Alastair created a book of codes when he was seven years old.   He devised a personal language based on higher mathematics … and that wigged-out everyone.  They called Alistair a “wighead” because he was so “wiggy.”    The boy gained a reputation on the internet as some sort of guru.    He knew the language of atoms and electrons.  He built the first Universal Web.    He learned to communicate with disembodied spirits and other entities.   The new web altered all life on Earth.   People could communicate with extraterrestrials.   The bible could not compete with Ostrich headed aliens who spoke Tagalog.   Science was revamped to fit the new paradigms broadcast over the Web.   A new Virtual Age was dawning.    Everyone could work from home and enjoy the benefits of Universal Webbing.  Life was rapidly changing.   Money-making schemes multiplied – the new Web was a gold rush.

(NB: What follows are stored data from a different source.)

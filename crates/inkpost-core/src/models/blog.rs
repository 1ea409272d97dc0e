//! Blog models shared with the remote REST service

use chrono::{DateTime, Utc};
use serde::{Deserialize, Serialize};
use std::fmt;

use crate::error::{Error, Result};

/// Publication state of a blog post
#[derive(Debug, Clone, Copy, Default, PartialEq, Eq, Hash, Serialize, Deserialize)]
#[serde(rename_all = "lowercase")]
pub enum BlogStatus {
    #[default]
    Draft,
    Published,
}

impl fmt::Display for BlogStatus {
    fn fmt(&self, f: &mut fmt::Formatter<'_>) -> fmt::Result {
        match self {
            Self::Draft => f.write_str("draft"),
            Self::Published => f.write_str("published"),
        }
    }
}

/// Body of a create or update request
#[derive(Debug, Clone, Default, PartialEq, Eq, Serialize, Deserialize)]
#[serde(rename_all = "camelCase")]
pub struct BlogMutationPayload {
    pub title: String,
    pub content: String,
    #[serde(default, skip_serializing_if = "Option::is_none")]
    pub summary: Option<String>,
    #[serde(default)]
    pub tags: Vec<String>,
    #[serde(default)]
    pub status: BlogStatus,
    #[serde(default, skip_serializing_if = "Option::is_none")]
    pub cover_image: Option<String>,
}

impl BlogMutationPayload {
    /// Create a draft-status payload with the given title and content
    #[must_use]
    pub fn new(title: impl Into<String>, content: impl Into<String>) -> Self {
        Self {
            title: title.into(),
            content: content.into(),
            ..Self::default()
        }
    }

    /// Local validation run before a payload enters the queue.
    pub fn validate(&self) -> Result<()> {
        if self.title.trim().is_empty() {
            return Err(Error::InvalidInput("blog title must not be empty".into()));
        }
        if self.content.trim().is_empty() {
            return Err(Error::InvalidInput("blog content must not be empty".into()));
        }
        Ok(())
    }

    /// Trim text fields and drop empty/duplicate tags (case-insensitive).
    #[must_use]
    pub fn normalized(mut self) -> Self {
        self.title = self.title.trim().to_string();
        self.content = self.content.trim_end().to_string();
        self.summary = crate::util::normalize_text_option(self.summary);
        self.cover_image = crate::util::normalize_text_option(self.cover_image);

        let mut seen = std::collections::HashSet::new();
        self.tags = self
            .tags
            .into_iter()
            .map(|tag| tag.trim().trim_start_matches('#').to_lowercase())
            .filter(|tag| !tag.is_empty() && seen.insert(tag.clone()))
            .collect();
        self
    }
}

/// A blog as returned by the remote service
#[derive(Debug, Clone, PartialEq, Eq, Serialize, Deserialize)]
#[serde(rename_all = "camelCase")]
pub struct Blog {
    #[serde(alias = "_id")]
    pub id: String,
    #[serde(default)]
    pub slug: Option<String>,
    pub title: String,
    #[serde(default)]
    pub content: String,
    #[serde(default)]
    pub summary: Option<String>,
    #[serde(default)]
    pub tags: Vec<String>,
    #[serde(default)]
    pub status: BlogStatus,
    #[serde(default)]
    pub author: Option<String>,
    #[serde(default)]
    pub created_at: Option<DateTime<Utc>>,
    #[serde(default)]
    pub updated_at: Option<DateTime<Utc>>,
}

impl Blog {
    /// Build the local view of a blog from a payload and a server id.
    #[must_use]
    pub fn from_payload(id: impl Into<String>, payload: &BlogMutationPayload) -> Self {
        Self {
            id: id.into(),
            slug: None,
            title: payload.title.clone(),
            content: payload.content.clone(),
            summary: payload.summary.clone(),
            tags: payload.tags.clone(),
            status: payload.status,
            author: None,
            created_at: None,
            updated_at: None,
        }
    }

    /// Get the title truncated to `max_len` characters
    #[must_use]
    pub fn title_preview(&self, max_len: usize) -> String {
        self.title.chars().take(max_len).collect()
    }
}
//! Local persistence layer for Inkpost

mod connection;
mod migrations;
mod store;

pub use connection::Database;
pub use store::{EntryMeta, LocalStore, Namespace, NamespaceUsage};
//! Injectable time source.
//!
//! Draft timestamps, backoff eligibility and cache ages are all computed from a
//! [`Clock`], so tests can move time forward without sleeping.

use std::fmt;
use std::sync::atomic::{AtomicI64, Ordering};
use std::time::Duration;

use crate::util::duration_millis;

/// Source of the current time in Unix milliseconds.
pub trait Clock: Send + Sync + fmt::Debug {
    /// Current Unix timestamp in milliseconds.
    fn now_ms(&self) -> i64;
}

/// Wall clock backed by `chrono::Utc::now`.
#[derive(Debug, Clone, Copy, Default)]
pub struct SystemClock;

impl Clock for SystemClock {
    fn now_ms(&self) -> i64 {
        chrono::Utc::now().timestamp_millis()
    }
}

/// Manually driven clock for deterministic tests and simulations.
#[derive(Debug, Default)]
pub struct ManualClock {
    now_ms: AtomicI64,
}

impl ManualClock {
    /// Create a clock frozen at the given Unix millisecond timestamp.
    pub const fn new(now_ms: i64) -> Self {
        Self {
            now_ms: AtomicI64::new(now_ms),
        }
    }

    /// Move the clock forward.
    pub fn advance(&self, by: Duration) {
        self.now_ms.fetch_add(duration_millis(by), Ordering::SeqCst);
    }

    /// Jump to an absolute timestamp.
    pub fn set(&self, now_ms: i64) {
        self.now_ms.store(now_ms, Ordering::SeqCst);
    }
}

impl Clock for ManualClock {
    fn now_ms(&self) -> i64 {
        self.now_ms.load(Ordering::SeqCst)
    }
}
//! Durable FIFO queue of local blog mutations.
//!
//! Every mutating call writes through to the [`LocalStore`] before it returns.
//! Read-modify-write paths hold the queue write lock, so the collapse rule and
//! the sync engine's status transitions never interleave on one draft.

use std::sync::{Arc, Mutex, MutexGuard, PoisonError};

use tokio::sync::watch;

use crate::clock::Clock;
use crate::db::{LocalStore, Namespace};
use crate::error::{Error, Result};
use crate::models::{BlogMutationPayload, Draft, DraftId, SyncStatus, SyncStatusSummary};
use crate::util::normalize_text_option;

/// Partial update of a draft's sync bookkeeping.
///
/// Payload changes go through [`DraftQueue::upsert_for_blog`] instead.
#[derive(Debug, Clone, Default, PartialEq, Eq)]
pub struct DraftPatch {
    pub sync_status: Option<SyncStatus>,
    pub retry_count: Option<u32>,
    pub last_error: Option<Option<String>>,
    pub next_attempt_at: Option<Option<i64>>,
}

impl DraftPatch {
    pub fn status(status: SyncStatus) -> Self {
        Self {
            sync_status: Some(status),
            ..Self::default()
        }
    }

    #[must_use]
    pub const fn with_retry_count(mut self, retry_count: u32) -> Self {
        self.retry_count = Some(retry_count);
        self
    }

    #[must_use]
    pub fn with_last_error(mut self, last_error: Option<String>) -> Self {
        self.last_error = Some(last_error);
        self
    }

    #[must_use]
    pub const fn with_next_attempt_at(mut self, next_attempt_at: Option<i64>) -> Self {
        self.next_attempt_at = Some(next_attempt_at);
        self
    }

    fn apply(self, draft: &mut Draft) {
        if let Some(status) = self.sync_status {
            draft.sync_status = status;
        }
        if let Some(retry_count) = self.retry_count {
            draft.retry_count = retry_count;
        }
        if let Some(last_error) = self.last_error {
            draft.last_error = last_error;
        }
        if let Some(next_attempt_at) = self.next_attempt_at {
            draft.next_attempt_at = next_attempt_at;
        }
    }
}

/// Result of settling an in-flight submit against the stored draft.
#[derive(Debug, Clone, PartialEq, Eq)]
pub enum Settlement {
    /// The outcome was applied to the draft that was submitted
    Applied,
    /// The payload changed while the submit was in flight; the draft went
    /// back to `pending` with the newer payload
    Superseded,
    /// The draft was discarded or cleared while the submit was in flight
    Missing,
}

/// Persistent, ordered draft collection.
#[derive(Clone)]
pub struct DraftQueue {
    store: Arc<LocalStore>,
    clock: Arc<dyn Clock>,
    write_lock: Arc<Mutex<()>>,
    revision: Arc<watch::Sender<u64>>,
}

impl DraftQueue {
    pub fn new(store: Arc<LocalStore>, clock: Arc<dyn Clock>) -> Self {
        let (revision, _) = watch::channel(0);
        Self {
            store,
            clock,
            write_lock: Arc::new(Mutex::new(())),
            revision: Arc::new(revision),
        }
    }

    pub(crate) const fn store(&self) -> &Arc<LocalStore> {
        &self.store
    }

    pub(crate) const fn clock(&self) -> &Arc<dyn Clock> {
        &self.clock
    }

    fn lock(&self) -> MutexGuard<'_, ()> {
        self.write_lock
            .lock()
            .unwrap_or_else(PoisonError::into_inner)
    }

    fn save(&self, draft: &Draft) -> Result<()> {
        self.store
            .put(Namespace::Drafts, &draft.id.as_str(), draft, self.clock.now_ms())
    }

    fn notify(&self) {
        self.revision.send_modify(|revision| *revision += 1);
    }

    fn find_for_blog(&self, blog_id: &str) -> Result<Option<Draft>> {
        Ok(self
            .list()?
            .into_iter()
            .find(|draft| draft.blog_id.as_deref() == Some(blog_id)))
    }

    fn require(&self, id: &DraftId) -> Result<Draft> {
        self.get(id)?
            .ok_or_else(|| Error::NotFound(format!("draft {id}")))
    }

    /// Add a fully built draft at the back of the queue.
    ///
    /// Fails when the draft's blog already has a queued draft; edits to a
    /// queued blog go through [`Self::upsert_for_blog`].
    pub fn append(&self, draft: Draft) -> Result<Draft> {
        draft.payload.validate()?;
        let _guard = self.lock();

        if let Some(blog_id) = draft.blog_id.as_deref() {
            if let Some(existing) = self.find_for_blog(blog_id)? {
                return Err(Error::InvalidInput(format!(
                    "blog {blog_id} already has queued draft {}",
                    existing.id
                )));
            }
        }
        if self.store.contains(Namespace::Drafts, &draft.id.as_str())? {
            return Err(Error::InvalidInput(format!("draft {} already queued", draft.id)));
        }

        self.save(&draft)?;
        self.notify();
        tracing::debug!("Queued draft {} for {}", draft.id, draft.target_label());
        Ok(draft)
    }

    /// Queue an edit, collapsing onto the blog's existing draft if there is one.
    ///
    /// `blog_id` of `None` (or blank) always queues a new create draft.
    /// Collapsing replaces the payload, bumps `payload_revision` and resets
    /// `retry_count`; a `failed` draft returns to `pending`. A draft that is
    /// currently `syncing` keeps its status so the in-flight submit can settle.
    pub fn upsert_for_blog(
        &self,
        blog_id: Option<&str>,
        payload: BlogMutationPayload,
        is_offline: bool,
    ) -> Result<Draft> {
        let payload = payload.normalized();
        payload.validate()?;
        let blog_id = normalize_text_option(blog_id.map(str::to_string));

        let _guard = self.lock();
        let now_ms = self.clock.now_ms();

        if let Some(blog_id) = blog_id.as_deref() {
            if let Some(mut existing) = self.find_for_blog(blog_id)? {
                existing.payload = payload;
                existing.payload_revision += 1;
                existing.updated_at = now_ms;
                existing.retry_count = 0;
                existing.is_offline_draft |= is_offline;
                if existing.sync_status != SyncStatus::Syncing {
                    existing.sync_status = SyncStatus::Pending;
                    existing.last_error = None;
                    existing.next_attempt_at = None;
                }

                self.save(&existing)?;
                self.notify();
                tracing::debug!(
                    "Collapsed edit for blog {blog_id} into draft {} (revision {})",
                    existing.id,
                    existing.payload_revision
                );
                return Ok(existing);
            }
        }

        let draft = Draft::new(blog_id, payload, is_offline, now_ms);
        self.save(&draft)?;
        self.notify();
        tracing::debug!("Queued draft {} for {}", draft.id, draft.target_label());
        Ok(draft)
    }

    /// Apply a bookkeeping patch to an existing draft.
    pub fn patch(&self, id: &DraftId, patch: DraftPatch) -> Result<Draft> {
        let _guard = self.lock();
        let mut draft = self.require(id)?;
        patch.apply(&mut draft);
        draft.updated_at = self.clock.now_ms();
        self.save(&draft)?;
        self.notify();
        Ok(draft)
    }

    /// Discard a draft. Returns whether it existed.
    pub fn remove(&self, id: &DraftId) -> Result<bool> {
        let _guard = self.lock();
        let removed = self.store.remove(Namespace::Drafts, &id.as_str())?;
        if removed {
            self.notify();
            tracing::debug!("Removed draft {id}");
        }
        Ok(removed)
    }

    pub fn get(&self, id: &DraftId) -> Result<Option<Draft>> {
        self.store.get(Namespace::Drafts, &id.as_str())
    }

    /// All drafts in creation order, oldest first.
    pub fn list(&self) -> Result<Vec<Draft>> {
        self.store.scan(Namespace::Drafts)
    }

    /// Manually re-enqueue a failed draft with fresh retry counters.
    pub fn retry(&self, id: &DraftId) -> Result<Draft> {
        let _guard = self.lock();
        let mut draft = self.require(id)?;
        if draft.sync_status != SyncStatus::Failed {
            return Err(Error::InvalidInput(format!(
                "draft {id} is {}, only failed drafts can be retried",
                draft.sync_status
            )));
        }

        draft.sync_status = SyncStatus::Pending;
        draft.retry_count = 0;
        draft.last_error = None;
        draft.next_attempt_at = None;
        draft.updated_at = self.clock.now_ms();
        self.save(&draft)?;
        self.notify();
        tracing::info!("Draft {id} re-enqueued for sync");
        Ok(draft)
    }

    /// Drop every queued draft. Returns the number removed.
    pub fn clear(&self) -> Result<usize> {
        self.clear_with(|| Ok(())).map(|(removed, ())| removed)
    }

    /// Drop every queued draft and run `also` under the same write lock, so
    /// no settlement can interleave with it.
    pub(crate) fn clear_with<T>(&self, also: impl FnOnce() -> Result<T>) -> Result<(usize, T)> {
        let _guard = self.lock();
        let removed = self.store.clear(Namespace::Drafts)?;
        self.notify();
        Ok((removed, also()?))
    }

    /// Put a draft whose submit was abandoned mid-flight back to `pending`.
    ///
    /// Returns false when the draft is gone or no longer `syncing`.
    pub(crate) fn release_syncing(&self, id: &DraftId) -> Result<bool> {
        let _guard = self.lock();
        let Some(mut draft) = self.get(id)? else {
            return Ok(false);
        };
        if draft.sync_status != SyncStatus::Syncing {
            return Ok(false);
        }
        draft.sync_status = SyncStatus::Pending;
        draft.updated_at = self.clock.now_ms();
        self.save(&draft)?;
        self.notify();
        Ok(true)
    }

    /// Return drafts left `syncing` by an interrupted process to `pending`.
    pub fn recover_interrupted(&self) -> Result<usize> {
        let _guard = self.lock();
        let mut recovered = 0;
        for mut draft in self.list()? {
            if draft.sync_status == SyncStatus::Syncing {
                draft.sync_status = SyncStatus::Pending;
                self.save(&draft)?;
                recovered += 1;
            }
        }
        if recovered > 0 {
            self.notify();
            tracing::warn!("Recovered {recovered} draft(s) interrupted mid-sync");
        }
        Ok(recovered)
    }

    /// Earliest backoff deadline among pending drafts.
    pub fn next_retry_at(&self) -> Result<Option<i64>> {
        Ok(self
            .list()?
            .iter()
            .filter(|draft| draft.sync_status == SyncStatus::Pending)
            .filter_map(|draft| draft.next_attempt_at)
            .min())
    }

    pub fn summary(
        &self,
        last_sync_at: Option<i64>,
        in_progress: bool,
    ) -> Result<SyncStatusSummary> {
        Ok(SyncStatusSummary::from_drafts(
            &self.list()?,
            last_sync_at,
            in_progress,
        ))
    }

    /// Receiver whose value changes on every queue mutation.
    pub fn subscribe(&self) -> watch::Receiver<u64> {
        self.revision.subscribe()
    }

    /// Remove a successfully submitted draft unless its payload changed meanwhile.
    ///
    /// `on_settled` runs under the write lock unless the draft was removed
    /// meanwhile (discarded or cleared).
    pub(crate) fn settle_success(
        &self,
        id: &DraftId,
        submitted_revision: u64,
        on_settled: impl FnOnce(),
    ) -> Result<Settlement> {
        let _guard = self.lock();
        let Some(draft) = self.get(id)? else {
            return Ok(Settlement::Missing);
        };
        if draft.payload_revision != submitted_revision {
            self.requeue_superseded(draft)?;
            on_settled();
            return Ok(Settlement::Superseded);
        }

        self.store.remove(Namespace::Drafts, &id.as_str())?;
        self.notify();
        on_settled();
        Ok(Settlement::Applied)
    }

    /// Record a failed submit unless the payload changed meanwhile.
    pub(crate) fn settle_failure(
        &self,
        id: &DraftId,
        submitted_revision: u64,
        patch: DraftPatch,
    ) -> Result<Settlement> {
        let _guard = self.lock();
        let Some(mut draft) = self.get(id)? else {
            return Ok(Settlement::Missing);
        };
        if draft.payload_revision != submitted_revision {
            self.requeue_superseded(draft)?;
            return Ok(Settlement::Superseded);
        }

        patch.apply(&mut draft);
        draft.updated_at = self.clock.now_ms();
        self.save(&draft)?;
        self.notify();
        Ok(Settlement::Applied)
    }

    fn requeue_superseded(&self, mut draft: Draft) -> Result<()> {
        draft.sync_status = SyncStatus::Pending;
        draft.retry_count = 0;
        draft.last_error = None;
        draft.next_attempt_at = None;
        draft.updated_at = self.clock.now_ms();
        self.save(&draft)?;
        self.notify();
        tracing::debug!("Draft {} was edited mid-sync; requeued", draft.id);
        Ok(())
    }
}
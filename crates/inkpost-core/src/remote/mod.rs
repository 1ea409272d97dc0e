//! Boundary to the remote blog service.

mod http;

use std::future::Future;
use std::time::Duration;

use async_trait::async_trait;
use thiserror::Error;

use crate::models::{Blog, BlogMutationPayload};

pub use http::{classify_status, HttpBlogService};

/// Whether a failed remote call is worth retrying
#[derive(Debug, Clone, Copy, PartialEq, Eq)]
pub enum FailureClass {
    /// Network trouble, timeouts, server errors
    Transient,
    /// Validation errors and remote conflicts
    Permanent,
}

#[derive(Debug, Clone, Error, PartialEq, Eq)]
pub enum RemoteError {
    #[error("Network error: {0}")]
    Network(String),
    #[error("Request timed out after {}s", .0.as_secs())]
    Timeout(Duration),
    #[error("Server error ({status}): {message}")]
    Server { status: u16, message: String },
    #[error("Validation error: {0}")]
    Validation(String),
    #[error("Conflict: {0}")]
    Conflict(String),
    #[error("Not found: {0}")]
    NotFound(String),
    #[error("Invalid response payload: {0}")]
    InvalidPayload(String),
    #[error("Invalid remote configuration: {0}")]
    InvalidConfiguration(String),
}

pub type RemoteResult<T> = Result<T, RemoteError>;

impl RemoteError {
    pub const fn class(&self) -> FailureClass {
        match self {
            Self::Network(_) | Self::Timeout(_) | Self::Server { .. } => FailureClass::Transient,
            Self::Validation(_)
            | Self::Conflict(_)
            | Self::NotFound(_)
            | Self::InvalidPayload(_)
            | Self::InvalidConfiguration(_) => FailureClass::Permanent,
        }
    }

    pub const fn is_transient(&self) -> bool {
        matches!(self.class(), FailureClass::Transient)
    }
}

/// Remote blog operations the offline engine depends on.
#[async_trait]
pub trait BlogService: Send + Sync {
    async fn create_blog(&self, payload: &BlogMutationPayload) -> RemoteResult<Blog>;

    async fn update_blog(&self, blog_id: &str, payload: &BlogMutationPayload)
        -> RemoteResult<Blog>;

    async fn get_blog_by_id(&self, blog_id: &str) -> RemoteResult<Blog>;
}

/// Bound a remote call by `limit`; expiry becomes [`RemoteError::Timeout`].
pub(crate) async fn with_timeout<T>(
    limit: Duration,
    call: impl Future<Output = RemoteResult<T>> + Send,
) -> RemoteResult<T> {
    tokio::time::timeout(limit, call)
        .await
        .unwrap_or(Err(RemoteError::Timeout(limit)))
}
//! inkpost-core - Offline engine for the Inkpost blog client
//!
//! This crate contains the models, local store, draft queue, sync engine and
//! content cache shared by every Inkpost host (CLI, desktop and mobile shells).
//! Hosts interact through [`OfflineFacade`].

pub mod cache;
pub mod clock;
pub mod config;
pub mod db;
pub mod error;
pub mod facade;
pub mod models;
pub mod network;
pub mod queue;
pub mod remote;
pub mod sync;
pub mod util;

#[cfg(test)]
mod test_support;

pub use cache::{BlogCache, BlogSource, CachePreloader, FetchedBlog, PreloadFailure, PreloadReport};
pub use clock::{Clock, ManualClock, SystemClock};
pub use config::{parse_offline_config, CacheBudget, OfflineConfig, RetryPolicy};
pub use db::LocalStore;
pub use error::{Error, Result};
pub use facade::{BackgroundSync, OfflineFacade, OfflineSnapshot};
pub use models::{
    Blog, BlogMutationPayload, BlogStatus, CachedBlog, ConnectionType, Draft, DraftId,
    NetworkState, SyncStatus, SyncStatusSummary,
};
pub use network::NetworkMonitor;
pub use queue::{DraftPatch, DraftQueue};
pub use remote::{BlogService, HttpBlogService, RemoteError};
pub use sync::{PassOutcome, SyncEngine, SyncReport, SyncTrigger};
//! Cached blog snapshot model

use serde::{Deserialize, Serialize};

use super::Blog;

/// Full blog content kept locally for offline reading
#[derive(Debug, Clone, PartialEq, Eq, Serialize, Deserialize)]
pub struct CachedBlog {
    pub blog_id: String,
    pub content: Blog,
    /// When the snapshot was fetched (Unix ms)
    pub cached_at: i64,
}

impl CachedBlog {
    #[must_use]
    pub fn new(content: Blog, cached_at: i64) -> Self {
        Self {
            blog_id: content.id.clone(),
            content,
            cached_at,
        }
    }

    /// Whether the snapshot is older than `ttl_ms` at `now_ms`.
    pub const fn is_stale(&self, now_ms: i64, ttl_ms: i64) -> bool {
        now_ms.saturating_sub(self.cached_at) >= ttl_ms
    }
}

Alistair was nineteen when the first cracks began to appear in the virtual universe.   He was at a party broadcast from the Starling Nebula.   Several musical groups were performing.   Many guests played along with noise-makers.   The ambassador known as “Green” was trading sub-prime mortgages. A group of Vapid Gasbags were blowing bubbles (which was bad for money markets).   The tall Red-Dwarf  from Andromeda pushed a Ponzi scheme.   There was pandemonium on the Universal Web.   Then, calamity rocked the Earth in the form of mass withdrawal.   The population was overwhelmed by electronic phantoms.   People fell asleep and accepted dreams instead of the business of daily living.    Alistair tried to recalibrate the signals from the internet.   He scarcely survived the blast of electronic revulsion.    He was reduced into himself.   He was seven, again — working on his codes.   None of it was real.   Alistair had created a myth which gave the world a new paradigm. But, it was an empty myth.    The paradigm tumbled down and people were left dazed & confused.